そしてそのままコンクリートの壁に向かって降り下ろした。


・・・


ふぅ、とマコトは研究所外の柱にもたれかかり一息着く。
ここは最初に絹旗と別れた場所で、マコトの傘が立て掛けられていた。傘に付いている水滴はまだ乾いていない。それほど時間がたっていないのだろう。体感時間はかなりのものだったが……

マコトは疲れと安心から蜃気楼を解いた。蜃気楼をかけつつ、能力を使って身体を加速させてここまで来たのだ。この時点で垣根に捕捉されていることはまずないだろう。油断とかそういう不確定なものではなく確信だった。

「マコト!」

「……ああ、絹旗、お疲れさん」

バシャッバシャと水溜まりに足を突っ込むのも気にせず、絹旗がマコトに駆け寄ってきた。傘をさしていないからか、ふわふわのワンピースが水を吸ったスポンジみたいになっている。
マコトは何はともあれ絹旗の肩に手をおいて、服を乾かす。

「ありがとうございます、ってそれどころじゃありませんでした。第二位と遭遇したって本……!?」

絹旗は最後まで言い終わる前に研究所が真っ二つに割れた。いや、割られた。こんなことができる人間は彼しか考えられない。
白い翼が割れ目から顔を出した。しかし産まれてくれるものは可愛い白い小鳥などではない。

「よぉ、さっきはやってくれたねぇ第三位」

真っ黒な悪魔だ。

「盛大にこの俺をムカつかせてくれたなあ」

距離は五十メートル。しかし、垣根にとってその距離は全く問題ない。彼は音速を越える速度を出せるのだから。マコトはとにもかくにも自分と絹旗を隠す蜃気楼を発生させる。
絹旗がごちゃごちゃと言っていたが、位置の捕捉のヒントとなるためマコトは手で口を押さえて黙らせた。

(限界近いけどそんなこと言ってる場合じゃないな)

垣根相手に出し惜しみしてると死ぬ、そう思ったマコトは、蜃気楼をさらに変化させ、自分と絹旗の虚像をいくつも広いグラウンドに作りあげる。

「やれやれ、合理的だが面白味にかける野郎だ」

垣根は驚くこともせず、両翼を水平に伸ばしてゆく。そしてある程度の長さになったところでハサミのように動かした。
ヒュンッ、と風を切る音がほんの一瞬だけ響き、範囲内にあった鉄筋コンクリートの建物がまるで紙切れのように切断され倒壊していく。

「……外したか?」

垣根はマコトの無惨に真っ二つになった死体を発見することが出来なかった。先程の一撃は確実に殺す予定で放ったため、焦りはしないまでも、垣根の心に僅かな隙間が生じた。

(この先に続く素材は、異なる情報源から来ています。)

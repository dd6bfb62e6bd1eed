#![allow(dead_code)]

use std::sync::Arc;

use chrono::NaiveDate;
use rust_decimal::Decimal;
use sea_orm::{ConnectionTrait, DatabaseConnection, EntityTrait, PaginatorTrait, Statement};

use inventory_ledger::{
    config::AppConfig,
    db,
    entities::{activity_log, history_of_stock, movement_log},
    models::{
        DeliveryKind, DirectDelivery, DirectReceipt, DocumentLine, LedgerPolicy, MaterialReceive,
        MaterialTransfer, PurchaseOrder, PurchaseReceipt, PurchaseReturn, ReceiptKind,
        StockCounters, StockKey,
    },
    services::LedgerServices,
};

pub const ACTOR: &str = "tester";
pub const WH: &str = "WH1";
pub const WH2: &str = "WH2";
pub const SUPPLIER: &str = "ACME";

/// Services wired to a fresh in-memory SQLite database with the real schema.
pub struct TestLedger {
    pub services: LedgerServices,
    pub db: Arc<DatabaseConnection>,
}

impl TestLedger {
    pub async fn new() -> Self {
        Self::with_policy(LedgerPolicy::default()).await
    }

    pub async fn with_policy(policy: LedgerPolicy) -> Self {
        let mut cfg = AppConfig::new("sqlite::memory:".to_string(), "test".to_string());
        cfg.auto_migrate = true;
        // One connection: every connection to `sqlite::memory:` is its own database.
        cfg.db_max_connections = 1;
        cfg.db_min_connections = 1;

        let pool = db::establish_connection_from_app_config(&cfg)
            .await
            .expect("failed to create test database");
        let db = Arc::new(pool);

        Self {
            services: LedgerServices::new(db.clone(), policy),
            db,
        }
    }

    pub async fn counters(&self, key: &StockKey) -> StockCounters {
        self.services
            .stock
            .summary(key)
            .await
            .expect("summary lookup")
            .map(|row| row.counters())
            .unwrap_or_default()
    }

    pub async fn available(&self, key: &StockKey) -> Decimal {
        self.services.stock.available(key).await.expect("available")
    }

    pub async fn live_movements(&self) -> Vec<movement_log::Model> {
        movement_log::Entity::find()
            .all(&*self.db)
            .await
            .expect("movement rows")
            .into_iter()
            .filter(|m| !m.cancelled)
            .collect()
    }

    pub async fn movement_count(&self) -> u64 {
        movement_log::Entity::find()
            .count(&*self.db)
            .await
            .expect("movement count")
    }

    pub async fn history_rows(&self) -> Vec<history_of_stock::Model> {
        history_of_stock::Entity::find()
            .all(&*self.db)
            .await
            .expect("history rows")
    }

    pub async fn activity_rows(&self) -> Vec<activity_log::Model> {
        activity_log::Entity::find()
            .all(&*self.db)
            .await
            .expect("activity rows")
    }

    pub async fn execute(&self, sql: &str) {
        self.db
            .execute(Statement::from_string(
                self.db.get_database_backend(),
                sql.to_string(),
            ))
            .await
            .expect("raw statement");
    }

    /// Asserts the stock summary agrees with the live movement log for every key.
    pub async fn assert_balanced(&self) {
        let drifts = self
            .services
            .stock
            .verify_balances()
            .await
            .expect("verify balances");
        assert!(drifts.is_empty(), "stock summary drifted: {drifts:?}");
    }
}

pub fn date() -> NaiveDate {
    NaiveDate::from_ymd_opt(2024, 3, 1).unwrap()
}

pub fn key(warehouse: &str, item: &str, batch: &str) -> StockKey {
    StockKey::new(warehouse, SUPPLIER, item, batch)
}

pub fn line(line_no: i32, item: &str, batch: &str, quantity: Decimal) -> DocumentLine {
    DocumentLine::new(line_no, item, batch, SUPPLIER, quantity)
}

pub fn initial_stock(doc_no: &str, warehouse: &str, lines: Vec<DocumentLine>) -> DirectReceipt {
    DirectReceipt {
        doc_no: doc_no.to_string(),
        doc_date: date(),
        kind: ReceiptKind::InitialStock,
        warehouse: warehouse.to_string(),
        counterparty: None,
        remark: None,
        lines,
    }
}

pub fn sale(doc_no: &str, warehouse: &str, lines: Vec<DocumentLine>) -> DirectDelivery {
    DirectDelivery {
        doc_no: doc_no.to_string(),
        doc_date: date(),
        kind: DeliveryKind::Sale,
        warehouse: warehouse.to_string(),
        counterparty: Some("CUST-1".to_string()),
        remark: None,
        lines,
    }
}

pub fn purchase_order(doc_no: &str, lines: Vec<DocumentLine>) -> PurchaseOrder {
    PurchaseOrder {
        doc_no: doc_no.to_string(),
        doc_date: date(),
        warehouse: WH.to_string(),
        supplier: SUPPLIER.to_string(),
        remark: None,
        lines,
    }
}

pub fn purchase_receipt(doc_no: &str, lines: Vec<DocumentLine>) -> PurchaseReceipt {
    PurchaseReceipt {
        doc_no: doc_no.to_string(),
        doc_date: date(),
        warehouse: WH.to_string(),
        supplier: SUPPLIER.to_string(),
        remark: None,
        lines,
    }
}

pub fn purchase_return(doc_no: &str, lines: Vec<DocumentLine>) -> PurchaseReturn {
    PurchaseReturn {
        doc_no: doc_no.to_string(),
        doc_date: date(),
        warehouse: WH.to_string(),
        supplier: SUPPLIER.to_string(),
        remark: None,
        lines,
    }
}

pub fn material_transfer(doc_no: &str, lines: Vec<DocumentLine>) -> MaterialTransfer {
    MaterialTransfer {
        doc_no: doc_no.to_string(),
        doc_date: date(),
        warehouse: WH.to_string(),
        to_warehouse: WH2.to_string(),
        remark: None,
        lines,
    }
}

pub fn material_receive(doc_no: &str, lines: Vec<DocumentLine>) -> MaterialReceive {
    MaterialReceive {
        doc_no: doc_no.to_string(),
        doc_date: date(),
        warehouse: WH2.to_string(),
        from_warehouse: WH.to_string(),
        remark: None,
        lines,
    }
}
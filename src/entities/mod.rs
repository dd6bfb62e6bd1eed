pub mod activity_log;
pub mod documents;
pub mod history_of_stock;
pub mod movement_log;
pub mod stock_summary;
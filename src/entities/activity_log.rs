use chrono::{DateTime, Utc};
use sea_orm::entity::prelude::*;
use serde::{Deserialize, Serialize};

#[derive(Clone, Debug, PartialEq, DeriveEntityModel, Serialize, Deserialize)]
#[sea_orm(table_name = "activity_log")]
pub struct Model {
    #[sea_orm(primary_key)]
    pub id: i64,
    pub actor: String,
    pub code: String,
    pub category: String,
    pub created_at: DateTime<Utc>,
}

#[derive(Copy, Clone, Debug, EnumIter, DeriveRelation)]
pub enum Relation {}

impl ActiveModelBehavior for ActiveModel {}
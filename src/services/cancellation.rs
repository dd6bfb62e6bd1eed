use std::collections::BTreeSet;
use std::sync::Arc;

use metrics::counter;
use sea_orm::sea_query::{Alias, Expr, Query};
use sea_orm::{ConnectionTrait, DatabaseConnection, FromQueryResult};
use serde::Serialize;
use tracing::{info, instrument, warn};

use crate::{
    db::UnitOfWork,
    errors::{LedgerStage, ServiceError, StageExt},
    models::{DocumentType, LineRef, StatusChange},
    services::{
        activity_log::ActivityLog, chain_propagator::ChainPropagator,
        ledger_writer::{LedgerWriter, ReversalSummary},
    },
};

#[derive(Debug, FromQueryResult)]
struct LineStateRow {
    line_no: i32,
    cancelled: bool,
}

#[derive(Debug, FromQueryResult)]
struct HeaderRow {
    doc_no: String,
}

#[derive(Debug, FromQueryResult)]
struct ReferenceRow {
    doc_no: String,
    upstream_line_no: Option<i32>,
}

/// What a cancellation changed.
#[derive(Debug, Clone, Serialize)]
pub struct CancellationOutcome {
    pub doc_type: DocumentType,
    pub doc_no: String,
    pub lines_cancelled: Vec<i32>,
    pub reversal: ReversalSummary,
    pub status_changes: Vec<StatusChange>,
}

/// Cancels document lines: flags them, reverses their ledger effects and
/// re-derives the status of every document up the chain, in one unit of work.
#[derive(Clone)]
pub struct CancellationService {
    db: Arc<DatabaseConnection>,
    ledger: LedgerWriter,
    propagator: ChainPropagator,
    activity: ActivityLog,
}

impl CancellationService {
    pub fn new(
        db: Arc<DatabaseConnection>,
        ledger: LedgerWriter,
        propagator: ChainPropagator,
        activity: ActivityLog,
    ) -> Self {
        Self {
            db,
            ledger,
            propagator,
            activity,
        }
    }

    /// Cancels every live line of a document.
    #[instrument(skip(self))]
    pub async fn cancel_document(
        &self,
        doc_type: DocumentType,
        doc_no: &str,
        actor: &str,
    ) -> Result<CancellationOutcome, ServiceError> {
        let uow = UnitOfWork::begin(&self.db, "document.cancel").await?;
        let result = self.cancel_in(uow.txn(), doc_type, doc_no, None, actor).await;
        uow.finish(result).await
    }

    /// Cancels the listed lines. Lines that are already cancelled are skipped; when
    /// every listed line is, the call fails with [`ServiceError::NoChangeDetected`].
    #[instrument(skip(self))]
    pub async fn cancel_lines(
        &self,
        doc_type: DocumentType,
        doc_no: &str,
        line_nos: &[i32],
        actor: &str,
    ) -> Result<CancellationOutcome, ServiceError> {
        if line_nos.is_empty() {
            return Err(ServiceError::ValidationError(
                "at least one line number is required".to_string(),
            ));
        }
        let uow = UnitOfWork::begin(&self.db, "lines.cancel").await?;
        let result = self
            .cancel_in(uow.txn(), doc_type, doc_no, Some(line_nos), actor)
            .await;
        uow.finish(result).await
    }

    async fn cancel_in<C>(
        &self,
        conn: &C,
        doc_type: DocumentType,
        doc_no: &str,
        line_nos: Option<&[i32]>,
        actor: &str,
    ) -> Result<CancellationOutcome, ServiceError>
    where
        C: ConnectionTrait,
    {
        let backend = conn.get_database_backend();

        let header = Query::select()
            .column(Alias::new("doc_no"))
            .from(Alias::new(doc_type.header_table()))
            .and_where(Expr::col(Alias::new("doc_no")).eq(doc_no))
            .to_owned();
        if HeaderRow::find_by_statement(backend.build(&header))
            .one(conn)
            .await
            .stage(LedgerStage::Header)?
            .is_none()
        {
            return Err(ServiceError::NotFound(format!("{doc_type} {doc_no} not found")));
        }

        let lines = Query::select()
            .column(Alias::new("line_no"))
            .column(Alias::new("cancelled"))
            .from(Alias::new(doc_type.line_table()))
            .and_where(Expr::col(Alias::new("doc_no")).eq(doc_no))
            .to_owned();
        let lines = LineStateRow::find_by_statement(backend.build(&lines))
            .all(conn)
            .await
            .stage(LedgerStage::Detail)?;

        let targets: BTreeSet<i32> = match line_nos {
            Some(requested) => {
                let requested: BTreeSet<i32> = requested.iter().copied().collect();
                if let Some(missing) = requested
                    .iter()
                    .find(|n| !lines.iter().any(|l| l.line_no == **n))
                {
                    return Err(ServiceError::NotFound(format!(
                        "{doc_type} {doc_no} line {missing} not found"
                    )));
                }
                requested
            }
            None => lines.iter().map(|l| l.line_no).collect(),
        };

        let transitioning: Vec<i32> = lines
            .iter()
            .filter(|l| targets.contains(&l.line_no) && !l.cancelled)
            .map(|l| l.line_no)
            .collect();
        if transitioning.is_empty() {
            return Err(ServiceError::NoChangeDetected(format!(
                "{doc_type} {doc_no}: nothing left to cancel"
            )));
        }

        self.ensure_not_referenced(conn, doc_type, doc_no, &transitioning)
            .await?;

        let flip = Query::update()
            .table(Alias::new(doc_type.line_table()))
            .value(Alias::new("cancelled"), true)
            .and_where(Expr::col(Alias::new("doc_no")).eq(doc_no))
            .and_where(Expr::col(Alias::new("line_no")).is_in(transitioning.iter().copied()))
            .and_where(Expr::col(Alias::new("cancelled")).eq(false))
            .to_owned();
        let flipped = conn
            .execute(backend.build(&flip))
            .await
            .stage(LedgerStage::Detail)?
            .rows_affected();
        if flipped == 0 {
            return Err(ServiceError::NoChangeDetected(format!(
                "{doc_type} {doc_no}: lines already cancelled"
            )));
        }

        let owners: Vec<LineRef> = transitioning
            .iter()
            .map(|line_no| LineRef::new(doc_type, doc_no, *line_no))
            .collect();
        let reversal = self.ledger.reverse(conn, &owners, actor).await?;

        let own = vec![doc_no.to_string()];
        let mut status_changes = self
            .propagator
            .recompute(conn, doc_type, &own)
            .await
            .stage(LedgerStage::Propagation)?;
        status_changes.extend(
            self.propagator
                .propagate_from(conn, doc_type, &own)
                .await
                .stage(LedgerStage::Propagation)?,
        );

        self.activity
            .append(
                conn,
                actor,
                doc_type.code(),
                &ActivityLog::category(doc_type, "Cancel"),
            )
            .await?;

        counter!("inventory_ledger.lines.cancelled", transitioning.len() as u64, "doc_type" => doc_type.to_string());
        info!(
            doc_type = %doc_type,
            doc_no,
            lines = transitioning.len(),
            movements = reversal.movements_cancelled,
            "Document lines cancelled"
        );

        Ok(CancellationOutcome {
            doc_type,
            doc_no: doc_no.to_string(),
            lines_cancelled: transitioning,
            reversal,
            status_changes,
        })
    }

    /// A line cannot be cancelled while a live downstream line still points at it.
    async fn ensure_not_referenced<C>(
        &self,
        conn: &C,
        doc_type: DocumentType,
        doc_no: &str,
        line_nos: &[i32],
    ) -> Result<(), ServiceError>
    where
        C: ConnectionTrait,
    {
        let Some(downstream) = doc_type.downstream() else {
            return Ok(());
        };
        let select = Query::select()
            .column(Alias::new("doc_no"))
            .column(Alias::new("upstream_line_no"))
            .from(Alias::new(downstream.line_table()))
            .and_where(Expr::col(Alias::new("cancelled")).eq(false))
            .and_where(Expr::col(Alias::new("upstream_doc_no")).eq(doc_no))
            .and_where(Expr::col(Alias::new("upstream_line_no")).is_in(line_nos.iter().copied()))
            .to_owned();
        let references = ReferenceRow::find_by_statement(conn.get_database_backend().build(&select))
            .one(conn)
            .await
            .stage(LedgerStage::Detail)?;

        match references {
            Some(reference) => {
                warn!(
                    doc_type = %doc_type,
                    doc_no,
                    referenced_by = %reference.doc_no,
                    "Cancellation blocked by downstream document"
                );
                Err(ServiceError::ConstraintViolation(format!(
                    "{doc_type} {doc_no} line {} is referenced by {downstream} {}; cancel that first",
                    reference.upstream_line_no.unwrap_or_default(),
                    reference.doc_no
                )))
            }
            None => Ok(()),
        }
    }
}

一方のマコトはというと、絹旗を左手で小包のように抱えたまま宙に舞い上がっていた。
先程の攻撃を避けられたのは正直七割勘であった。垣根のモーションを見たマコトは反射的に上へ跳んだのだ。
もしも走って後ろへ逃げていたりしていたものならば、今頃二人とも血の海に沈んでいたことだろう。

マコトはそのままゆっくりと落下していく。向かう先には垣根帝督。
地上まで残り三メートル足らず。落下まで一秒かからない距離でマコトは垣根には見えない右手を振り上げた。